> _Exercise_: The response must reproduce every record in full.
►
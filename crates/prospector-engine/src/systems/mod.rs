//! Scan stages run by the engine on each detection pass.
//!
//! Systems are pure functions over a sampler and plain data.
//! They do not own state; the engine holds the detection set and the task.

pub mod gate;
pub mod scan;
◄
> _The answer_:
filename crates/prospector-engine/src/systems/mod.rs
//! Scan stages run by the engine on each detection pass.
//!
//! Systems are pure functions over a sampler and plain data.
//! They do not own state; the engine holds the detection set and the task.

pub mod gate;
pub mod scan;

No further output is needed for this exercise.